Noddle and the mayor said the City of Omaha has applied for a $300,000 federal grant from the U.S. Department of Transportation to study an extension of the streetcar path to North Omaha and possibly to the airport. The city would provide a 50% local match through a combination of funding and in-kind support, Stothert said.
Such an extension, she said, could connect riders to jobs, schools and services and lead to new development and housing along the route.
In the Nebraska Legislature, some lawmakers who have questioned the streetcar’s value to the city as a whole have advocated for an extension into North Omaha and toward the airport. State Sen. Justin Wayne of Omaha even proposed legislation that would have allocated state money for the north line.
There was no discussion during the news conference about streetcar extension into South Omaha, though Noddle said afterward that was always considered a future possibility.
Key points that city officials said will be reviewed Nov. 16 by the Urban Design Review Board:
- Of the stations planned at 16 stops along the route, 13 will be at the curb along Farnam, Harney, Capitol Avenue and Eighth Street and used for a single direction. Three will be in the median on Farnam Street between Midtown Crossing and the Blackstone district, shared by riders in both directions. The median stops are to create a safer pedestrian crossing and are expected to slow traffic in the corridor.
- Three Traction Power Substations to be built along the route will send electric current to overhead lines that power the streetcar. The TPSS sites are at Turner Boulevard and Farnam Street, 24th Avenue and Farnam Street, and 16th and Douglas Streets. The substations are to be “concealed” with landscaping murals and brick facing. The 16th and Douglas TPSS is to be built into an existing city-owned parking lot.
- The Vehicle Maintenance Facility is to be located near the south entrance of the CHI Health Center’s Lot A (on the northeast corner of Riverfront Drive and Eighth Street), and the entrance to Lot A is to be relocated. This 36,000-square-foot building is to house the six main streetcar vehicles yet to be purchased.
- Bids from the various carmaker contenders are to be opened Jan. 24, with the selection likely in February. The streetcar style is to provide “level boarding” to meet Americans with Disabilities Act standards, and for capability for streetcars to run off-wire up to 40% of the route.
- The Farnam and Harney Street bridges over Interstate 480 are to be replaced during construction of the streetcar project. Both bridges are part of a previous plan by the Nebraska Department of Transportation to improve Omaha bridges, city officials said. NDOT is to provide a portion of the funding and is to approve design, lighting and pedestrian and bikeway features.
According to the Streetcar Authority website, the modern streetcar is to be up and running in 2027.
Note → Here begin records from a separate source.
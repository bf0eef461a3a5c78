//! UseCase: 切断処理
//!
//! トランスポート切断時の後始末。送信チャンネルの登録解除は join の有無に
//! かかわらず行い、roster の登録解除と退出通知は join 済みの場合のみ行う。
//! 明示的な `leave` の後の切断では roster はすでに空なので通知は出ない。

use std::sync::Arc;

use idobata_shared::time::Clock;

use crate::domain::{
    ConnectionId, ConnectionRegistry, Message, MessagePusher, MessageStore, Timestamp,
};

/// 切断のユースケース
pub struct DisconnectClientUseCase {
    /// Message Store（データアクセス層の抽象化）
    store: Arc<dyn MessageStore>,
    /// Connection Registry（roster の抽象化）
    registry: Arc<dyn ConnectionRegistry>,
    /// MessagePusher（メッセージ通知の抽象化）
    message_pusher: Arc<dyn MessagePusher>,
    /// Clock（システムメッセージのタイムスタンプ用）
    clock: Arc<dyn Clock>,
}

impl DisconnectClientUseCase {
    /// 新しい DisconnectClientUseCase を作成
    pub fn new(
        store: Arc<dyn MessageStore>,
        registry: Arc<dyn ConnectionRegistry>,
        message_pusher: Arc<dyn MessagePusher>,
        clock: Arc<dyn Clock>,
    ) -> Self {
        Self {
            store,
            registry,
            message_pusher,
            clock,
        }
    }

    /// 切断の後始末を実行
    ///
    /// # Arguments
    ///
    /// * `connection_id` - 切断された接続の ID
    ///
    /// # Returns
    ///
    /// * `Some((Message, usize))` - join 済みだった場合、退出通知と残りの人数
    /// * `None` - join していなかった場合（接続の破棄のみ）
    pub async fn execute(&self, connection_id: &ConnectionId) -> Option<(Message, usize)> {
        // 1. 送信チャンネルを登録解除（以降のブロードキャスト対象から外す）
        self.message_pusher.unregister_client(connection_id).await;

        // 2. Roster から登録解除（join していなければここで終わり）
        let username = self.registry.deregister(connection_id).await?;

        // 3. 退出通知のシステムメッセージを履歴に追加
        let notice = Message::system(
            format!("{} has left the chat", username),
            Timestamp::new(self.clock.now_millis()),
        );
        if let Err(e) = self.store.append(notice.clone()).await {
            tracing::warn!("Failed to append leave notice to history: {}", e);
        }

        // 4. 残りの参加者数
        let count = self.registry.count().await;

        Some((notice, count))
    }

    /// イベントを残りの接続にブロードキャスト
    pub async fn broadcast(&self, message: &str) -> Result<(), String> {
        self.message_pusher
            .broadcast(message)
            .await
            .map_err(|e| e.to_string())
    }
}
As planned, the streetcar will take passengers from downtown to midtown along Farnam and Harney Streets. There are a few stretches in the north-south direction as well, along Eighth and 10th Streets downtown.
Stothert reiterated Tuesday that first-phase construction will not raise the property tax rate.
The Omaha City Council earlier approved the sale of about $440 million in bonds to finance initial construction of the project. Bond debt would be paid off with TIF (tax-increment financing) revenue.
An independent consultant has told city leaders that anticipated new development and higher property values sparked by the streetcar should produce enough TIF revenue to pay off the bonds without raising the tax levy.
The mayor noted that the streetcar has spurred development including about $1 billion from the planned $600 million Mutual of Omaha downtown tower along the route and future changes around its current midtown campus.
Heath Mello, president and CEO of the Greater Omaha Chamber, said that the streetcar is good for business and that he expects it to help the regional economy.
“If we’re going to be a city of the future, the modern streetcar is taking us there,” he said.